Вспомнил и подумал: раз он все равно им не пользуется, будет ли он против, если я присвою его титул себе, хотя бы на время?
Очень рад, что тебя это забавляет!
Говоришь, что можно? Ты просто делаешь поблажку старому лицедею если б до тебя дошло, что я им пользуюсь, ты бы, наверно, не был столь снисходительным. Но я пришел в себя еще до следующего спектакля. Если мой друг не захотел быть принцем, сказал я себе, подводя глаза синей краской и золотя губы, с чего же мне называться им? Пусть те, кто и в господской усадьбе никогда не бывал, воображают себя невесть кем, а я имею честь быть другом настоящего неверионского принца! Я обедал с тобою в твоих садах, представлял перед твой семьей и друзьями, а ты приходил ко мне и мы, взаимно восхищаясь друг другом, усмехались как два несмышленыша. Больше того: ты говорил обо мне юношам и девицам, которых отдали тебе в обучение богатейшие купцы Колхари. Ты всегда был так добр ко мне! Слезы на глаза наворачиваются, как подумаю. Не надо мне от тебя ничего, кроме дружбы.
Не поддамся общему безумию с титулами, сказал я себе тогда.
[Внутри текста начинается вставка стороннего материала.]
use std::borrow::Cow;
use std::sync::Arc;

use crate::io::ReadAt;

use super::error::{PackError, PackResult};
use super::structures::PackEntry;

/// A read-only window onto one file inside a PACK archive
///
/// Each view carries its own cursor for [`read`](Self::read). Reads always go
/// to an absolute offset in the shared source, so any number of views can be
/// used interleaved without disturbing each other.
pub struct PackFile<R: ReadAt + ?Sized> {
    source: Arc<R>,
    entry: PackEntry,
    pos: u64,
}

impl<R: ReadAt + ?Sized> Clone for PackFile<R> {
    fn clone(&self) -> Self {
        Self {
            source: Arc::clone(&self.source),
            entry: self.entry.clone(),
            pos: self.pos,
        }
    }
}

impl<R: ReadAt + ?Sized> PackFile<R> {
    pub(crate) fn new(source: Arc<R>, entry: PackEntry) -> Self {
        Self {
            source,
            entry,
            pos: 0,
        }
    }

    /// Size of the file in bytes
    pub fn size(&self) -> u64 {
        self.entry.size() as u64
    }

    /// Offset relative to the start of the file from which the next read
    /// begins
    pub fn pos(&self) -> u64 {
        self.pos
    }

    /// Whether the cursor has reached or passed the end of the file
    pub fn eof(&self) -> bool {
        self.pos >= self.size()
    }

    pub fn reset(&mut self) {
        self.pos = 0;
    }

    /// Move the cursor to `pos`.
    ///
    /// # Panics
    ///
    /// Panics if `pos` is not inside the file, i.e. `pos >= size()`.
    pub fn seek(&mut self, pos: u64) {
        assert!(
            pos < self.size(),
            "seek position {} outside file of {} bytes",
            pos,
            self.size()
        );
        self.pos = pos;
    }

    /// Read `bytes` bytes starting at the cursor.
    ///
    /// The cursor advances by however many bytes the source delivered, even
    /// when that is fewer than requested, in which case the call fails with
    /// [`PackError::ShortRead`]. Reads are not clipped at `size()`: bytes
    /// that physically follow the file in the archive are returned as-is.
    pub fn read(&mut self, bytes: usize) -> PackResult<Vec<u8>> {
        let offset = self.entry.offset() as u64 + self.pos;
        tracing::trace!(offset, bytes, "pack file read");

        // never allocate past the end of the source
        let available = self.source.size().saturating_sub(offset);
        let mut buf = vec![0u8; bytes.min(available.try_into().unwrap_or(usize::MAX))];
        let read = self.source.read_full_at(offset, &mut buf)?;
        buf.truncate(read);
        self.pos += read as u64;

        if read < bytes {
            return Err(PackError::ShortRead {
                offset,
                expected: bytes,
                actual: read,
            });
        }

        Ok(buf)
    }

    /// Whole content of the file; the cursor is left untouched.
    ///
    /// Fails with [`PackError::ShortRead`] if the archive ends before
    /// `size()` bytes could be read.
    pub fn contents(&self) -> PackResult<Vec<u8>> {
        let offset = self.entry.offset() as u64;
        let size = self.entry.size() as usize;

        let available = self.source.size().saturating_sub(offset);
        if available < size as u64 {
            return Err(PackError::ShortRead {
                offset,
                expected: size,
                actual: available as usize,
            });
        }

        let mut buf = vec![0u8; size];
        let read = self.source.read_full_at(offset, &mut buf)?;
        if read < size {
            return Err(PackError::ShortRead {
                offset,
                expected: size,
                actual: read,
            });
        }

        Ok(buf)
    }

    /// Index record backing this view
    pub fn entry(&self) -> &PackEntry {
        &self.entry
    }

    pub fn name(&self) -> &[u8] {
        self.entry.name()
    }

    pub fn display_name(&self) -> Cow<'_, str> {
        self.entry.display_name()
    }

    /// Absolute offset of the file's first byte in the archive
    pub fn offset(&self) -> u64 {
        self.entry.offset() as u64
    }

    pub fn position(&self) -> usize {
        self.entry.position()
    }
}

impl<R: ReadAt + ?Sized> std::fmt::Debug for PackFile<R> {
    fn fmt(&self, f: &mut std::fmt::Formatter<'_>) -> std::fmt::Result {
        f.debug_struct("PackFile")
            .field("name", &self.display_name())
            .field("offset", &self.entry.offset())
            .field("size", &self.entry.size())
            .field("pos", &self.pos)
            .finish()
    }
}

#[cfg(test)]
mod tests {
    use super::*;
    use crate::io::MemoryReader;
    use crate::pack::structures::IndexRecord;

    /// View over `size` bytes at `offset` of "0123456789abcdef".
    fn view(offset: u32, size: u32) -> PackFile<MemoryReader> {
        let mut raw = [0u8; IndexRecord::SIZE];
        raw[..4].copy_from_slice(b"test");
        raw[56..60].copy_from_slice(&offset.to_le_bytes());
        raw[60..64].copy_from_slice(&size.to_le_bytes());
        let source = Arc::new(MemoryReader::new(b"0123456789abcdef".to_vec()));
        PackFile::new(source, PackEntry::from_bytes(&raw, 0))
    }

    #[test]
    fn read_advances_cursor() {
        let mut file = view(4, 6);
        assert_eq!(file.read(2).unwrap(), b"45");
        assert_eq!(file.pos(), 2);
        assert_eq!(file.read(4).unwrap(), b"6789");
        assert!(file.eof());
    }

    #[test]
    fn read_past_end_of_file_is_not_clipped() {
        let mut file = view(4, 2);
        assert_eq!(file.read(4).unwrap(), b"4567");
        assert_eq!(file.pos(), 4);
        assert!(file.eof());
    }

    #[test]
    fn short_read_fails_but_advances() {
        let mut file = view(12, 4);
        let err = file.read(6).unwrap_err();
        assert!(matches!(
            err,
            PackError::ShortRead { offset: 12, expected: 6, actual: 4 }
        ));
        assert_eq!(file.pos(), 4);

        file.reset();
        assert_eq!(file.read(4).unwrap(), b"cdef");
    }

    #[test]
    fn contents_ignores_cursor() {
        let mut file = view(10, 3);
        file.seek(2);
        assert_eq!(file.contents().unwrap(), b"abc");
        assert_eq!(file.pos(), 2);
        assert_eq!(file.read(1).unwrap(), b"c");
    }

    #[test]
    fn contents_of_truncated_file_fails() {
        let file = view(14, 8);
        assert!(matches!(
            file.contents(),
            Err(PackError::ShortRead { expected: 8, actual: 2, .. })
        ));
    }

    #[test]
    fn oversized_record_fails_before_allocating() {
        let mut file = view(0, u32::MAX);
        assert!(matches!(
            file.contents(),
            Err(PackError::ShortRead { offset: 0, expected, actual: 16 }) if expected == u32::MAX as usize
        ));
        assert!(matches!(
            file.read(usize::MAX),
            Err(PackError::ShortRead { actual: 16, .. })
        ));
        assert_eq!(file.pos(), 16);
    }

    #[test]
    fn views_do_not_share_cursors() {
        let mut a = view(0, 8);
        let mut b = a.clone();
        a.read(3).unwrap();
        assert_eq!(b.pos(), 0);
        assert_eq!(b.read(2).unwrap(), b"01");
        assert_eq!(a.read(2).unwrap(), b"34");
    }

    #[test]
    #[should_panic(expected = "outside file")]
    fn seek_to_size_panics() {
        let mut file = view(0, 4);
        file.seek(4);
    }

    #[test]
    #[should_panic]
    fn seek_in_empty_file_panics() {
        let mut file = view(0, 0);
        file.seek(0);
    }
}
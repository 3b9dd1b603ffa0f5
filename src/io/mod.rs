mod http;
mod local;
mod memory;
mod stream;

pub use http::HttpRangeReader;
pub use local::LocalFileReader;
pub use memory::MemoryReader;
pub use stream::StreamReader;

use std::io;
use std::sync::Arc;

/// Trait for random access reading from a data source
///
/// Every read names its absolute offset, so any number of readers can share
/// one source without tracking where a previous caller left a cursor.
pub trait ReadAt {
    /// Read data at the specified offset into the buffer
    ///
    /// Returns the number of bytes read, which may be less than `buf.len()`.
    /// A return of `0` for a non-empty buffer means the offset is at or past
    /// the end of the source.
    fn read_at(&self, offset: u64, buf: &mut [u8]) -> io::Result<usize>;

    /// Get the total size of the data source
    fn size(&self) -> u64;

    /// Keep reading at increasing offsets until `buf` is full or the source
    /// runs out, returning how many bytes were filled.
    fn read_full_at(&self, offset: u64, buf: &mut [u8]) -> io::Result<usize> {
        let mut filled = 0;
        while filled < buf.len() {
            match self.read_at(offset + filled as u64, &mut buf[filled..]) {
                Ok(0) => break,
                Ok(n) => filled += n,
                Err(e) if e.kind() == io::ErrorKind::Interrupted => {}
                Err(e) => return Err(e),
            }
        }
        Ok(filled)
    }
}

impl<T: ReadAt + ?Sized> ReadAt for &T {
    fn read_at(&self, offset: u64, buf: &mut [u8]) -> io::Result<usize> {
        (**self).read_at(offset, buf)
    }

    fn size(&self) -> u64 {
        (**self).size()
    }
}

impl<T: ReadAt + ?Sized> ReadAt for Arc<T> {
    fn read_at(&self, offset: u64, buf: &mut [u8]) -> io::Result<usize> {
        (**self).read_at(offset, buf)
    }

    fn size(&self) -> u64 {
        (**self).size()
    }
}
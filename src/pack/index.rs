//! Loading the index table into memory.
//!
//! The whole table is fetched with a single positional read and then split
//! into fixed-size records, which keeps the number of requests to one even
//! for remote sources.

use std::collections::HashMap;

use crate::io::ReadAt;

use super::error::{PackError, PackResult};
use super::structures::{Header, IndexRecord, PackEntry};

/// The archive's file table: records in on-disk order plus a name lookup.
///
/// When two records share a name, the lookup points at the later one; both
/// remain reachable by position.
#[derive(Debug, Clone, Default)]
pub struct PackIndex {
    entries: Vec<PackEntry>,
    by_name: HashMap<Vec<u8>, usize>,
}

impl PackIndex {
    /// Read every record described by `header` from `source`.
    pub fn load<R: ReadAt + ?Sized>(source: &R, header: &Header) -> PackResult<Self> {
        let count = header.record_count();
        let offset = header.index_offset as u64;
        let table_len = count * IndexRecord::SIZE;

        tracing::debug!(offset, count, "loading pack index");

        // Avoid allocating for a table the source cannot possibly hold
        let available = source.size().saturating_sub(offset);
        if available < table_len as u64 {
            return Err(PackError::TruncatedIndex {
                position: available as usize / IndexRecord::SIZE,
                count,
            });
        }

        let mut table = vec![0u8; table_len];
        let read = source.read_full_at(offset, &mut table)?;
        if read < table_len {
            return Err(PackError::TruncatedIndex {
                position: read / IndexRecord::SIZE,
                count,
            });
        }

        let mut index = Self {
            entries: Vec::with_capacity(count),
            by_name: HashMap::with_capacity(count),
        };

        for (position, chunk) in table.chunks_exact(IndexRecord::SIZE).enumerate() {
            let mut raw = [0u8; IndexRecord::SIZE];
            raw.copy_from_slice(chunk);
            index.push(PackEntry::from_bytes(&raw, position));
        }

        Ok(index)
    }

    fn push(&mut self, entry: PackEntry) {
        if let Some(previous) = self.by_name.insert(entry.name().to_vec(), entry.position()) {
            tracing::debug!(
                name = %entry.display_name(),
                previous,
                current = entry.position(),
                "duplicate name in pack index, later record wins"
            );
        }
        self.entries.push(entry);
    }

    pub fn len(&self) -> usize {
        self.entries.len()
    }

    pub fn is_empty(&self) -> bool {
        self.entries.is_empty()
    }

    /// Records in on-disk order
    pub fn entries(&self) -> &[PackEntry] {
        &self.entries
    }

    pub fn get(&self, position: usize) -> PackResult<&PackEntry> {
        self.entries.get(position).ok_or(PackError::OutOfRange {
            index: position,
            count: self.entries.len(),
        })
    }

    /// Exact, case-sensitive byte match on the stored name
    pub fn find(&self, name: &[u8]) -> PackResult<&PackEntry> {
        self.by_name
            .get(name)
            .map(|&position| &self.entries[position])
            .ok_or_else(|| PackError::NotFound(String::from_utf8_lossy(name).into_owned()))
    }

    pub fn contains(&self, name: &[u8]) -> bool {
        self.by_name.contains_key(name)
    }
}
А ты скажи, что я был нынче великолепен! Хотя нет, постой.
Твое доброе мнение для меня очень ценно, и хвалу я люблю не меньше кого другого. Но я ведь не даю тебе советов, как учить молодежь не советуй и ты мне, как заставлять публику плакать или смеяться. Я тебя знаю, ты горазд поучать.
Видел я, видел: ты лишь улыбнулся слегка в конце третьей сцены, когда все кругом со смеху покатывались. Мы-то с тобой понимаем, что шутка эта невысокого пошиба и даже улыбки едва достойна; это моя уступка хозяину, который думает, что для зрителей простого звания такие как раз и нужны. Слышал я также, как ты хохочешь во время той сцены с кубком, когда отец героини просит налить вина. Половина публики совсем ничего не заметила, другая половина разве что усмехнулась, но тебе я скажу, что отрабатывал этот жест месяцами! Узнал ли ты восточного графа, у которого я его перенял? Впрочем, нет. Не нужно связывать мое искусство с кем-то другим. Оценить этот жест вкупе с оторопелым видом, который грим лишь усиливает, значит оценить самую суть моей игры.
Ты ее оценил, я слышал.
И рукоплескал как и все остальные, по крайней мере в конце.
Другой критики мне не надо. Если бы я теперь, когда мы одни, выпрашивал у тебя новых рукоплесканий, нас обоих это бы только унизило.
Ну, а публике вроде бы понравилось все целиком.
Ты о том лысеющем пузане, что стоял чуть в стороне, хохоча и хлопая всему, что я делаю? Заметил, значит, его.
Говоришь, я предпочитаю такую критику?
О, ты несправедлив к стареющему актеру. Дело в том, что он тоже мой друг. Ходит на все мои столичные представления и от души, безо всякой критики, восторгается нами. Пару раз, когда к нам приходило новое пополнение, и репетировали мы мало, и публика, чувствуя это, почти не смеялась, он хлопал так же громко, как и всегда, сердито глядя на других зрителей, но замечал это я один. Он, сдается мне, идеальный зритель, и других нам не надо. Я знаю его почти столько же, сколько тебя лет пятнадцать уже? Или двадцать? Думаю, что двадцать, а то и больше!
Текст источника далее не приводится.